Exercise brief:
In the data that follows, find each line containing "FromStr" and copy it.

━━━━━━━━━━━━━━━━━━━━━━━━━━━━━━

//! Pretokenization pattern families.
//!
//! Each family is a priority-ordered alternation. The regex strings below are
//! the canonical definitions and are what the regex backends compile; the
//! scanner implements the same alternations rule by rule.
//!
//! | Family   | Numerals          | Contractions      | Newline rules |
//! |----------|-------------------|-------------------|---------------|
//! | `qwen2`  | one per pretoken  | case-insensitive  | yes           |
//! | `llama3` | up to three       | case-insensitive  | yes           |
//! | `gpt2`   | whole run         | case-sensitive    | no            |

use std::fmt;
use std::str::FromStr;

use super::pretokenizer::PretokenizerError;

/// Qwen2 pretokenization pattern.
///
/// Same shape as cl100k_base except that `\p{N}` matches exactly one numeral,
/// so `"2024"` becomes four pretokens.
pub const QWEN2_PATTERN: &str = r"(?i:'s|'t|'re|'ve|'m|'ll|'d)|[^\r\n\p{L}\p{N}]?\p{L}+|\p{N}| ?[^\s\p{L}\p{N}]+[\r\n]*|\s*[\r\n]+|\s+(?!\S)|\s+";

/// Llama 3 pretokenization pattern (numerals grouped up to three).
pub const LLAMA3_PATTERN: &str = r"(?i:'s|'t|'re|'ve|'m|'ll|'d)|[^\r\n\p{L}\p{N}]?\p{L}+|\p{N}{1,3}| ?[^\s\p{L}\p{N}]+[\r\n]*|\s*[\r\n]+|\s+(?!\S)|\s+";

/// GPT-2 pretokenization pattern.
pub const GPT2_PATTERN: &str =
    r"'s|'t|'re|'ve|'m|'ll|'d| ?\p{L}+| ?\p{N}+| ?[^\s\p{L}\p{N}]+|\s+(?!\S)|\s+";

/// A built-in pretokenization grammar.
#[derive(Debug, Clone, Copy, Default, PartialEq, Eq, Hash)]
pub enum PatternFamily {
    /// GPT-2 (r50k_base) and tokenizers derived from it
    Gpt2,
    /// Meta Llama 3 family
    Llama3,
    /// Qwen2 / Qwen2.5 and distillations built on its vocabulary
    #[default]
    Qwen2,
}

impl PatternFamily {
    /// All built-in families, in declaration order.
    pub const ALL: [PatternFamily; 3] = [Self::Gpt2, Self::Llama3, Self::Qwen2];

    /// Resolve a family from a model or pretokenizer name.
    ///
    /// Matching is ASCII case-insensitive and ignores surrounding whitespace.
    pub fn from_name(name: &str) -> Option<Self> {
        let name = name.trim();
        let is = |aliases: &[&str]| aliases.iter().any(|a| name.eq_ignore_ascii_case(a));

        if is(&["qwen2", "qwen2.5", "qwen", "deepseek-r1-qwen", "kormo"]) {
            return Some(Self::Qwen2);
        }

        if is(&[
            "llama3",
            "llama3.1",
            "llama3.2",
            "llama3.3",
            "llama-v3",
            "llama-bpe",
            "smaug-bpe",
            "falcon3",
        ]) {
            return Some(Self::Llama3);
        }

        if is(&["gpt2", "gpt-2", "r50k_base"]) {
            return Some(Self::Gpt2);
        }

        None
    }

    /// Canonical name, accepted by [`PatternFamily::from_name`].
    pub fn name(self) -> &'static str {
        match self {
            Self::Gpt2 => "gpt2",
            Self::Llama3 => "llama3",
            Self::Qwen2 => "qwen2",
        }
    }

    /// The regex source for this family.
    pub fn pattern(self) -> &'static str {
        match self {
            Self::Gpt2 => GPT2_PATTERN,
            Self::Llama3 => LLAMA3_PATTERN,
            Self::Qwen2 => QWEN2_PATTERN,
        }
    }
}

impl fmt::Display for PatternFamily {
    fn fmt(&self, f: &mut fmt::Formatter<'_>) -> fmt::Result {
        f.write_str(self.name())
    }
}

impl FromStr for PatternFamily {
    type Err = PretokenizerError;

    fn from_str(s: &str) -> Result<Self, Self::Err> {
        Self::from_name(s).ok_or_else(|| PretokenizerError::UnknownPattern(s.to_string()))
    }
}

#[cfg(test)]
mod tests {
    use super::*;

    #[test]
    fn test_from_name_aliases() {
        assert_eq!(PatternFamily::from_name("qwen2"), Some(PatternFamily::Qwen2));
        assert_eq!(PatternFamily::from_name(" QWEN2 "), Some(PatternFamily::Qwen2));
        assert_eq!(
            PatternFamily::from_name("deepseek-r1-qwen"),
            Some(PatternFamily::Qwen2)
        );
        assert_eq!(PatternFamily::from_name("llama-bpe"), Some(PatternFamily::Llama3));
        assert_eq!(PatternFamily::from_name("Llama3.1"), Some(PatternFamily::Llama3));
        assert_eq!(PatternFamily::from_name("gpt2"), Some(PatternFamily::Gpt2));
        assert_eq!(PatternFamily::from_name("cl100k_base"), None);
        assert_eq!(PatternFamily::from_name(""), None);
    }

    #[test]
    fn test_name_roundtrip() {
        for family in PatternFamily::ALL {
            assert_eq!(PatternFamily::from_name(family.name()), Some(family));
            assert_eq!(family.to_string().parse::<PatternFamily>().unwrap(), family);
        }
    }

    #[test]
    fn test_from_str_unknown() {
        let err = "sentencepiece".parse::<PatternFamily>().unwrap_err();
        assert!(matches!(err, PretokenizerError::UnknownPattern(ref n) if n == "sentencepiece"));
    }

    #[test]
    fn test_default_is_qwen2() {
        assert_eq!(PatternFamily::default(), PatternFamily::Qwen2);
        assert_eq!(PatternFamily::default().pattern(), QWEN2_PATTERN);
    }

    #[test]
    fn test_patterns_compile() {
        for family in PatternFamily::ALL {
            assert!(
                fancy_regex::Regex::new(family.pattern()).is_ok(),
                "{family} pattern failed to compile"
            );
        }
    }
}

━━━━━━━━━━━━━━━━━━━━━━━━━━━━━━

Task result:
use std::str::FromStr;
impl FromStr for PatternFamily {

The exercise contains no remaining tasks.